Generalized multiple maximum scatter difference feature extraction using QR decomposition

https://doi.org/10.1016/j.jvcir.2014.04.009Get rights and content

Highlights

  • GMMSD employs QR decomposition rather than SVD.

  • GMMSD allows relatively-free selection of a suitable matrix to reduce dimension.

  • We reveal GMMSD’s relationship to other feature extraction methods.
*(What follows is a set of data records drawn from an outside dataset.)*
use std::path::{Path, PathBuf};

use anyhow::{Context, Result, anyhow};

use netdata::config::{Config, load_dotenv};
use netdata::data_manager::DataManager;
use netdata::document_store::{DataCategory, DocumentSource, FsDocumentStore, WebDocumentStore};
use netdata::identity_maps::{IdentityMaps, SeasonData};
use netdata::ingest;
use netdata::shot_export::export_shooting_report;
use netdata::stats_api::StatsApi;
use netdata::types::Season;

const FUNCTIONS: &[&str] = &[
    "saveGameLog",
    "saveBoxScores",
    "buildMaps",
    "saveShots",
    "exportShots",
];

#[derive(Debug, Default)]
struct CliOptions {
    function: Option<String>,
    season: Option<Season>,
    game: Option<String>,
    data_dir: Option<PathBuf>,
    out: Option<PathBuf>,
    remote: bool,
    verbose: bool,
    help: bool,
}

fn main() -> Result<()> {
    load_dotenv();
    let opts = parse_args(std::env::args().skip(1).collect())?;

    let log_level = if opts.verbose { "debug" } else { "info" };
    env_logger::Builder::from_env(env_logger::Env::default().default_filter_or(log_level))
        .format_timestamp(None)
        .init();

    if opts.help {
        print_help();
        return Ok(());
    }

    let mut config = Config::from_env()?;
    if let Some(season) = opts.season.clone() {
        config.season = season;
    }
    if let Some(dir) = opts.data_dir.clone() {
        config.data_dir = dir;
    }

    let function = opts.function.as_deref().unwrap_or_default();
    match function {
        "saveGameLog" => save_game_log(&config),
        "saveBoxScores" => save_box_scores(&config),
        "buildMaps" => build_maps(&config),
        "saveShots" => save_shots(&config, opts.game.as_deref()),
        "exportShots" => export_shots(&config, opts.out.clone(), opts.remote),
        other => {
            eprintln!("No valid function given ({other:?})");
            print_help();
            Err(anyhow!("unknown function {other:?}"))
        }
    }
}

fn save_game_log(config: &Config) -> Result<()> {
    let api = StatsApi::from_config(config)?;
    let store = FsDocumentStore::new(&config.data_dir);
    let maps = IdentityMaps::default();
    let manager = DataManager::new(&store, &maps);
    let (path, game_logs) = ingest::save_game_log(&api, &manager, &config.season)?;
    println!("Saved {} game log rows to {}", game_logs.len(), path.display());
    Ok(())
}

fn save_box_scores(config: &Config) -> Result<()> {
    let api = StatsApi::from_config(config)?;
    let store = FsDocumentStore::new(&config.data_dir);
    let maps = IdentityMaps::default();
    let manager = DataManager::new(&store, &maps);
    let summary =
        ingest::save_season_box_scores(&api, &manager, &config.season, config.fetch_parallelism)?;

    println!("Box scores for {}", summary.season);
    println!("Games: {}/{}", summary.games_succeeded, summary.games_total);
    println!("Team files written: {}", summary.files_written.len());
    print_errors(&summary.errors);
    Ok(())
}

fn build_maps(config: &Config) -> Result<()> {
    let store = FsDocumentStore::new(&config.data_dir);
    let seasons = store.stored_seasons(DataCategory::BoxScores)?;
    if seasons.is_empty() {
        return Err(anyhow!(
            "no box scores under {}; run saveBoxScores first",
            store.full_path(DataCategory::BoxScores.as_str())
        ));
    }

    let mut season_data = Vec::new();
    for season in &seasons {
        season_data.push(
            SeasonData::load(&store, season).with_context(|| format!("loading season {season}"))?,
        );
    }
    let maps = IdentityMaps::build(&season_data);
    maps.save(&store)?;

    println!(
        "Seasons: {}",
        seasons.iter().map(Season::as_str).collect::<Vec<_>>().join(", ")
    );
    println!("Teams: {}", maps.teams.len());
    println!("Players: {}", maps.players.id_map.len());
    println!("Games: {}", maps.games.len());
    Ok(())
}

fn save_shots(config: &Config, game: Option<&str>) -> Result<()> {
    let api = StatsApi::from_config(config)?;
    let store = FsDocumentStore::new(&config.data_dir);
    let maps = IdentityMaps::load(&store)?;
    let manager = DataManager::new(&store, &maps);

    let game_ids = match game {
        Some(id) => vec![id.to_string()],
        None => ingest::season_game_ids(&manager, &config.season),
    };
    if game_ids.is_empty() {
        return Err(anyhow!("no games for {} in the game id map", config.season));
    }

    let summary = ingest::fetch_season_shots(
        &api,
        &manager,
        &config.season,
        &game_ids,
        config.fetch_parallelism,
    );
    let written = ingest::save_season_shots(&manager, &summary)?;

    println!("Shot data for {}", summary.season);
    println!(
        "Games: {}/{} ({} skipped)",
        summary.games.len(),
        summary.games_total,
        summary.skipped.len()
    );
    println!("Shots: {}", summary.shots());
    println!("Files written: {}", written.len());
    print_errors(&summary.errors);
    Ok(())
}

fn export_shots(config: &Config, out: Option<PathBuf>, remote: bool) -> Result<()> {
    let out = out.unwrap_or_else(|| PathBuf::from(format!("shots_{}.xlsx", config.season)));
    if remote {
        let prefix = config
            .public_url
            .clone()
            .ok_or_else(|| anyhow!("--remote needs PUBLIC_URL"))?;
        export_from(&WebDocumentStore::new(prefix), &config.season, &out)
    } else {
        export_from(&FsDocumentStore::new(&config.data_dir), &config.season, &out)
    }
}

fn export_from<S: DocumentSource>(source: &S, season: &Season, out: &Path) -> Result<()> {
    let maps = IdentityMaps::load(source)?;
    let manager = DataManager::new(source, &maps);

    let mut games = Vec::new();
    let mut missing = 0usize;
    for game_id in ingest::season_game_ids(&manager, season) {
        match manager.load_play_by_play_shots(season, &game_id)? {
            Some(data) => games.push(data),
            None => missing += 1,
        }
    }
    if games.is_empty() {
        return Err(anyhow!("no stored shot data for {season}; run saveShots first"));
    }

    let report = export_shooting_report(out, &games, &maps.players)?;
    println!("Exported {}", out.display());
    println!("Games: {} ({} without shot data)", report.games, missing);
    println!("Shots: {}", report.shots);
    println!("Zone rows: {}", report.zone_rows);
    println!("Players: {}", report.players);
    Ok(())
}

fn print_errors(errors: &[String]) {
    if errors.is_empty() {
        return;
    }
    println!("Errors: {}", errors.len());
    for err in errors.iter().take(8) {
        println!(" - {err}");
    }
}

fn print_help() {
    println!("usage: netdata --function <name> [--season 2017-18] [--game <id>]");
    println!("               [--data-dir <dir>] [--out <file>] [--remote] [--verbose]");
    println!("Possible functions: {}", FUNCTIONS.join(", "));
}

fn parse_args(args: Vec<String>) -> Result<CliOptions> {
    let mut opts = CliOptions::default();
    let mut idx = 0;
    while idx < args.len() {
        let arg = args[idx].as_str();
        let (flag, inline) = match arg.split_once('=') {
            Some((flag, value)) if flag.starts_with("--") => (flag, Some(value.to_string())),
            _ => (arg, None),
        };
        let mut value = || -> Result<String> {
            if let Some(value) = inline.clone() {
                return Ok(value);
            }
            idx += 1;
            args.get(idx)
                .cloned()
                .ok_or_else(|| anyhow!("{flag} needs a value"))
        };
        match flag {
            "-f" | "--function" => opts.function = Some(value()?),
            "-s" | "--season" => opts.season = Some(Season::parse(&value()?)?),
            "--game" => opts.game = Some(value()?),
            "--data-dir" => opts.data_dir = Some(PathBuf::from(value()?)),
            "--out" => opts.out = Some(PathBuf::from(value()?)),
            "--remote" => opts.remote = true,
            "-v" | "--verbose" => opts.verbose = true,
            "-h" | "--help" => opts.help = true,
            other => return Err(anyhow!("unknown argument {other:?}")),
        }
        idx += 1;
    }
    Ok(opts)
}

#[cfg(test)]
mod tests {
    use super::*;

    fn args(raw: &[&str]) -> Vec<String> {
        raw.iter().map(|s| s.to_string()).collect()
    }

    #[test]
    fn flags_accept_separate_and_inline_values() {
        let opts = parse_args(args(&[
            "--function",
            "saveShots",
            "--season=2016-17",
            "--game",
            "0021600001",
        ]))
        .unwrap();
        assert_eq!(opts.function.as_deref(), Some("saveShots"));
        assert_eq!(opts.season.unwrap().as_str(), "2016-17");
        assert_eq!(opts.game.as_deref(), Some("0021600001"));
        assert!(!opts.remote);
    }

    #[test]
    fn bad_arguments_are_errors() {
        assert!(parse_args(args(&["--season", "17-18"])).is_err());
        assert!(parse_args(args(&["--out"])).is_err());
        assert!(parse_args(args(&["--bogus"])).is_err());
    }
}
  • Experimental results are presented to demonstrate the effectiveness of GMMSD.

Abstract

Multiple maximum scatter difference (MMSD) discriminant criterion is an effective feature extraction method that computes the discriminant vectors from both the range of the between-class scatter matrix and the null space of the within-class scatter matrix. However, singular value decomposition (SVD) of two times is involved in MMSD, rendering this method impractical for high dimensional data. In this paper, we propose a generalized MMSD (GMMSD) criterion for feature extraction and classification. GMMSD allows relatively-free selection of a suitable transformation matrix to reduce dimensions. Based on GMMSD criterion, we demonstrate that the same discriminant information can be extracted by QR decomposition, which is more efficient than SVD. Next, GMMSD is compared with several classical feature extraction methods to justify the validity of the proposed method. Our experiments on three face databases and two facial expression databases demonstrate that GMMSD provides favorable recognition performance with high computational efficiency.

Introduction

In pattern recognition, feature extraction techniques are widely employed to reduce the dimensionality of data and to enhance the discrimination of information [1]. Generally, the methods can be divided into two classes, subspace-based methods and manifold learning-based methods. The popular linear methods include linear discriminant analysis (LDA) [2] and its extensions, including the proposal of geometric mean for subspace selection to obtain potential discriminative information [3]. The manifold learning methods, mostly developed in the past decade, include feature Isometric mapping (Isomap) [4], locally linear embedding (LLE) [6], laplacian eigenmaps (LEM) [6], Hessian Eigenmaps [7], locality preserving projection (LPP) [8], [9] and Multiview Hessian [10], [11]. Nonnegative matrix factorization method [12], [13] and double shrinking model based data compression method [14] were introduced to manifold learning for encoding geometric structure of the data and interpreting features for improved recognition results. While the manifold learning methods likely lead to better results, many of them require tedious parameter tuning in order to get good performance [15], [16] and some lack the ability to deal with the testing data directly [17]. In addition, in order to take advantage of the two classes, there is a novel proposal to reformulate most of the existing subspace methods and manifold methods into a unified form [18], [19].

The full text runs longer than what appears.